## What you have to do
Please state how many lines in the records contain the string "models", with no words besides the number.

Extracted records
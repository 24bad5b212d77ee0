use std::convert::Infallible;

use axum::Json;
use axum::body::Body;
use axum::extract::State;
use axum::http::{StatusCode, header};
use axum::response::{IntoResponse, Response};
use futures::StreamExt;
use serde::Serialize;

use super::AppState;
use crate::models::{ChatEvent, ChatRequest};

pub(crate) const NDJSON_CONTENT_TYPE: &str = "application/x-ndjson";

#[derive(Serialize)]
struct RootResponse {
    message: &'static str,
}

#[derive(Serialize)]
struct HealthResponse<'a> {
    status: &'static str,
    uptime_secs: u64,
    collection: &'a str,
    model: &'a str,
}

#[derive(Serialize)]
struct ErrorResponse {
    detail: String,
}

fn error_response(status: StatusCode, detail: impl Into<String>) -> Response {
    (
        status,
        Json(ErrorResponse {
            detail: detail.into(),
        }),
    )
        .into_response()
}

pub(crate) async fn root_handler() -> impl IntoResponse {
    Json(RootResponse {
        message: "Document chat API is running",
    })
}

pub(crate) async fn health_handler(State(state): State<AppState>) -> Response {
    Json(HealthResponse {
        status: "ok",
        uptime_secs: state.started_at.elapsed().as_secs(),
        collection: state.engine.index().collection(),
        model: state.engine.model().model_id(),
    })
    .into_response()
}

pub(crate) async fn chat_handler(
    State(state): State<AppState>,
    Json(request): Json<ChatRequest>,
) -> Response {
    let question = request.question.trim();
    if question.is_empty() {
        return error_response(StatusCode::UNPROCESSABLE_ENTITY, "question must not be empty");
    }

    match state.engine.ask(question).await {
        Ok(answer) => Json(answer).into_response(),
        Err(e) => {
            tracing::error!(error = %e, "chat request failed");
            error_response(StatusCode::INTERNAL_SERVER_ERROR, e.to_string())
        }
    }
}

/// Streams the turn as newline-delimited JSON records.
pub(crate) async fn chat_stream_handler(
    State(state): State<AppState>,
    Json(request): Json<ChatRequest>,
) -> Response {
    let question = request.question.trim().to_string();
    if question.is_empty() {
        return error_response(StatusCode::UNPROCESSABLE_ENTITY, "question must not be empty");
    }

    let lines = state
        .engine
        .ask_stream(question)
        .map(|event| Ok::<_, Infallible>(encode_line(&event)));

    Response::builder()
        .status(StatusCode::OK)
        .header(header::CONTENT_TYPE, NDJSON_CONTENT_TYPE)
        .header(header::CACHE_CONTROL, "no-cache")
        .body(Body::from_stream(lines))
        .unwrap_or_else(|e| error_response(StatusCode::INTERNAL_SERVER_ERROR, e.to_string()))
}

fn encode_line(event: &ChatEvent) -> String {
    event.to_ndjson().unwrap_or_else(|e| {
        tracing::error!(error = %e, "failed to encode chat event");
        "{\"type\":\"error\",\"content\":\"failed to encode event\"}\n".to_string()
    })
}
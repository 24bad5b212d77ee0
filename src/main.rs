use anyhow::Result;
use clap::Parser;
use tracing_subscriber::EnvFilter;

use docchat::cli::commands::{
    handle_ask, handle_chat, handle_config, handle_db, handle_serve, handle_status,
    shutdown_signal,
};
use docchat::cli::{Cli, Commands};
use docchat::models::{Config, OutputFormat};

fn init_tracing(verbose: bool) {
    let default = if verbose { "docchat=debug,info" } else { "info" };
    let filter = EnvFilter::try_from_default_env().unwrap_or_else(|_| EnvFilter::new(default));
    tracing_subscriber::fmt()
        .with_env_filter(filter)
        .with_writer(std::io::stderr)
        .with_target(false)
        .init();
}

#[tokio::main]
async fn main() -> Result<()> {
    dotenvy::dotenv().ok();

    let cli = Cli::parse();
    init_tracing(cli.verbose);

    let default_format = Config::load(cli.config.as_deref())
        .map(|c| c.output.default_format)
        .unwrap_or_default();
    let format = cli.format.unwrap_or(default_format);

    // The server drains connections on its own shutdown signal.
    let command = match cli.command {
        Commands::Serve(args) => return handle_serve(args, cli.config.as_deref()).await,
        other => other,
    };

    tokio::select! {
        result = run_command(command, cli.config, format, cli.verbose) => {
            result?;
        }
        _ = shutdown_signal() => {
            eprintln!("\nReceived shutdown signal, cleaning up...");
            tokio::time::sleep(tokio::time::Duration::from_millis(100)).await;
        }
    }

    Ok(())
}

async fn run_command(
    command: Commands,
    config: Option<std::path::PathBuf>,
    format: OutputFormat,
    verbose: bool,
) -> Result<()> {
    let config = config.as_deref();
    match command {
        Commands::Db(args) => handle_db(args, config, format, verbose).await?,
        Commands::Ask(args) => handle_ask(args, config, format, verbose).await?,
        Commands::Chat(args) => handle_chat(args, config, format, verbose).await?,
        Commands::Status => handle_status(config, format, verbose).await?,
        Commands::Config(cmd) => handle_config(cmd, config, format).await?,
        Commands::Serve(args) => handle_serve(args, config).await?,
    }

    Ok(())
}
//! OpenAI-compatible chat completions backend.

use async_trait::async_trait;
use serde::{Deserialize, Serialize};

use super::sse::sse_to_stream;
use super::{GenerationModel, TokenStream, check_status, http_client};
use crate::error::GenerationError;
use crate::models::{GenerationConfig, Message, Role};

const DEFAULT_BASE_URL: &str = "https://api.openai.com/v1";
const PROVIDER: &str = "openai";

#[derive(Debug, Serialize)]
struct ChatRequest<'a> {
    model: &'a str,
    messages: Vec<ApiMessage<'a>>,
    temperature: f32,
    #[serde(skip_serializing_if = "Option::is_none")]
    max_tokens: Option<u32>,
    stream: bool,
}

#[derive(Debug, Serialize)]
struct ApiMessage<'a> {
    role: &'static str,
    content: &'a str,
}

#[derive(Debug, Deserialize)]
struct ChatResponse {
    choices: Vec<ChatChoice>,
}

#[derive(Debug, Deserialize)]
struct ChatChoice {
    message: ChoiceMessage,
}

#[derive(Debug, Deserialize)]
struct ChoiceMessage {
    #[serde(default)]
    content: Option<String>,
}

#[derive(Deserialize)]
struct StreamChunk {
    choices: Vec<StreamChoice>,
}

#[derive(Deserialize)]
struct StreamChoice {
    delta: StreamDelta,
}

#[derive(Deserialize)]
struct StreamDelta {
    #[serde(default)]
    content: Option<String>,
}

/// Client for `/chat/completions` on OpenAI or any compatible server.
#[derive(Debug, Clone)]
pub struct OpenAiClient {
    client: reqwest::Client,
    base_url: String,
    model: String,
    api_key: Option<String>,
    temperature: f32,
    max_tokens: Option<u32>,
}

impl OpenAiClient {
    /// A key is required unless a custom `base_url` points at a local server.
    pub fn new(config: &GenerationConfig) -> Result<Self, GenerationError> {
        if config.api_key.is_none() && config.base_url.is_none() {
            return Err(GenerationError::MissingApiKey(PROVIDER));
        }

        Ok(Self {
            client: http_client(config.timeout_secs)?,
            base_url: config
                .base_url
                .as_deref()
                .unwrap_or(DEFAULT_BASE_URL)
                .trim_end_matches('/')
                .to_string(),
            model: config.model.clone(),
            api_key: config.api_key.clone(),
            temperature: config.temperature,
            max_tokens: config.max_output_tokens,
        })
    }

    fn build_request<'a>(&'a self, messages: &'a [Message], stream: bool) -> ChatRequest<'a> {
        ChatRequest {
            model: &self.model,
            messages: messages
                .iter()
                .map(|m| ApiMessage {
                    role: match m.role {
                        Role::System => "system",
                        Role::Human => "user",
                        Role::Assistant => "assistant",
                    },
                    content: &m.content,
                })
                .collect(),
            temperature: self.temperature,
            max_tokens: self.max_tokens,
            stream,
        }
    }

    async fn send(&self, request: &ChatRequest<'_>) -> Result<reqwest::Response, GenerationError> {
        let mut builder = self
            .client
            .post(format!("{}/chat/completions", self.base_url))
            .json(request);
        if let Some(ref key) = self.api_key {
            builder = builder.bearer_auth(key);
        }
        let response = builder.send().await?;
        check_status(PROVIDER, response).await
    }
}

fn parse_stream_event(data: &str) -> Option<Result<String, GenerationError>> {
    if data == "[DONE]" {
        return None;
    }

    match serde_json::from_str::<StreamChunk>(data) {
        Ok(chunk) => {
            let content = chunk
                .choices
                .first()
                .and_then(|c| c.delta.content.as_deref())
                .unwrap_or_default();

            if content.is_empty() {
                None
            } else {
                Some(Ok(content.to_owned()))
            }
        }
        Err(e) => Some(Err(GenerationError::StreamError(format!(
            "failed to parse SSE data: {e}"
        )))),
    }
}

#[async_trait]
impl GenerationModel for OpenAiClient {
    async fn complete(&self, messages: &[Message]) -> Result<String, GenerationError> {
        let response = self.send(&self.build_request(messages, false)).await?;
        let body: ChatResponse = response
            .json()
            .await
            .map_err(|e| GenerationError::InvalidResponse(e.to_string()))?;

        body.choices
            .into_iter()
            .next()
            .and_then(|c| c.message.content)
            .filter(|c| !c.is_empty())
            .ok_or(GenerationError::EmptyResponse(PROVIDER))
    }

    async fn stream(&self, messages: &[Message]) -> Result<TokenStream, GenerationError> {
        let response = self.send(&self.build_request(messages, true)).await?;
        Ok(sse_to_stream(response, parse_stream_event))
    }

    fn model_id(&self) -> &str {
        &self.model
    }
}
use std::panic::{AssertUnwindSafe, catch_unwind};
use std::path::Path;

use super::DocumentLoader;
use crate::error::LoaderError;
use crate::models::{Document, DocumentMetadata};
use crate::utils::check_file_size;

/// Loads a PDF as one document per page, with a zero-based `page`.
#[derive(Debug, Clone)]
pub struct PdfLoader {
    pub max_file_size: u64,
}

impl DocumentLoader for PdfLoader {
    fn load(&self, path: &Path) -> Result<Vec<Document>, LoaderError> {
        check_file_size(path, self.max_file_size)?;

        let pages = extract_pages(path)?;
        let total = pages.len();
        tracing::debug!(path = %path.display(), pages = total, "extracted pdf");

        Ok(pages
            .into_iter()
            .enumerate()
            .map(|(page, text)| {
                let metadata = DocumentMetadata::from_path(path)
                    .with_page(page as u32)
                    .with_extra("total_pages", total);
                Document::new(text, metadata)
            })
            .collect())
    }

    fn supported_extensions(&self) -> &[&str] {
        &["pdf"]
    }
}

/// Text of each page. The extractor panics on some malformed files, such as
/// a page referencing a font missing from its resources.
fn extract_pages(path: &Path) -> Result<Vec<String>, LoaderError> {
    match catch_unwind(AssertUnwindSafe(|| pdf_extract::extract_text_by_pages(path))) {
        Ok(result) => result.map_err(|e| LoaderError::Pdf(e.to_string())),
        Err(panic) => {
            let reason = panic
                .downcast_ref::<&str>()
                .map(|s| s.to_string())
                .or_else(|| panic.downcast_ref::<String>().cloned())
                .unwrap_or_else(|| "unknown cause".to_string());
            tracing::warn!(path = %path.display(), reason = %reason, "pdf extraction panicked");
            Err(LoaderError::Pdf(format!("extraction aborted: {reason}")))
        }
    }
}

#[cfg(test)]
mod tests {
    use super::*;

    const TWO_PAGES: &[u8] = include_bytes!("../../tests/fixtures/two_pages.pdf");
    const MISSING_FONT: &[u8] = include_bytes!("../../tests/fixtures/missing_font.pdf");

    #[test]
    fn test_one_document_per_page() {
        let dir = tempfile::tempdir().unwrap();
        let path = dir.path().join("manual.pdf");
        std::fs::write(&path, TWO_PAGES).unwrap();

        let docs = PdfLoader {
            max_file_size: 1024 * 1024,
        }
        .load(&path)
        .unwrap();

        assert_eq!(docs.len(), 2);
        assert!(docs[0].content.contains("Alpha"));
        assert!(docs[1].content.contains("Bravo"));
        for (i, doc) in docs.iter().enumerate() {
            assert_eq!(doc.metadata.page, Some(i as u32));
            assert_eq!(doc.metadata.source.as_deref(), Some(path.to_string_lossy().as_ref()));
            assert_eq!(doc.metadata.extra["total_pages"], serde_json::json!(2));
        }
        assert_ne!(docs[0].id, docs[1].id);
    }

    #[test]
    fn test_extraction_panic_becomes_error() {
        let dir = tempfile::tempdir().unwrap();
        let path = dir.path().join("broken_font.pdf");
        std::fs::write(&path, MISSING_FONT).unwrap();

        let loader = PdfLoader {
            max_file_size: 1024 * 1024,
        };
        assert!(matches!(loader.load(&path), Err(LoaderError::Pdf(_))));
    }

    #[test]
    fn test_rejects_oversized_file() {
        let dir = tempfile::tempdir().unwrap();
        let path = dir.path().join("big.pdf");
        std::fs::write(&path, vec![b'%'; 64]).unwrap();

        let loader = PdfLoader { max_file_size: 10 };
        assert!(matches!(
            loader.load(&path),
            Err(LoaderError::FileTooLarge { size: 64, max: 10 })
        ));
    }

    #[test]
    fn test_invalid_pdf_is_error() {
        let dir = tempfile::tempdir().unwrap();
        let path = dir.path().join("fake.pdf");
        std::fs::write(&path, "plain text").unwrap();

        let loader = PdfLoader {
            max_file_size: 1024,
        };
        assert!(matches!(loader.load(&path), Err(LoaderError::Pdf(_))));
    }
}
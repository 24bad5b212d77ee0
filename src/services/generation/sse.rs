use eventsource_stream::Eventsource;
use futures::StreamExt;

use super::TokenStream;
use crate::error::GenerationError;

/// Decode an SSE response body into answer fragments.
///
/// `parse` receives each event's `data` and returns `None` for events that
/// carry no text.
pub(crate) fn sse_to_stream(
    response: reqwest::Response,
    parse: fn(&str) -> Option<Result<String, GenerationError>>,
) -> TokenStream {
    let events = response.bytes_stream().eventsource();
    let mapped = events.filter_map(move |event| {
        let item = match event {
            Ok(event) => parse(&event.data),
            Err(e) => Some(Err(GenerationError::StreamError(e.to_string()))),
        };
        futures::future::ready(item)
    });
    Box::pin(mapped)
}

## Finished exercise
4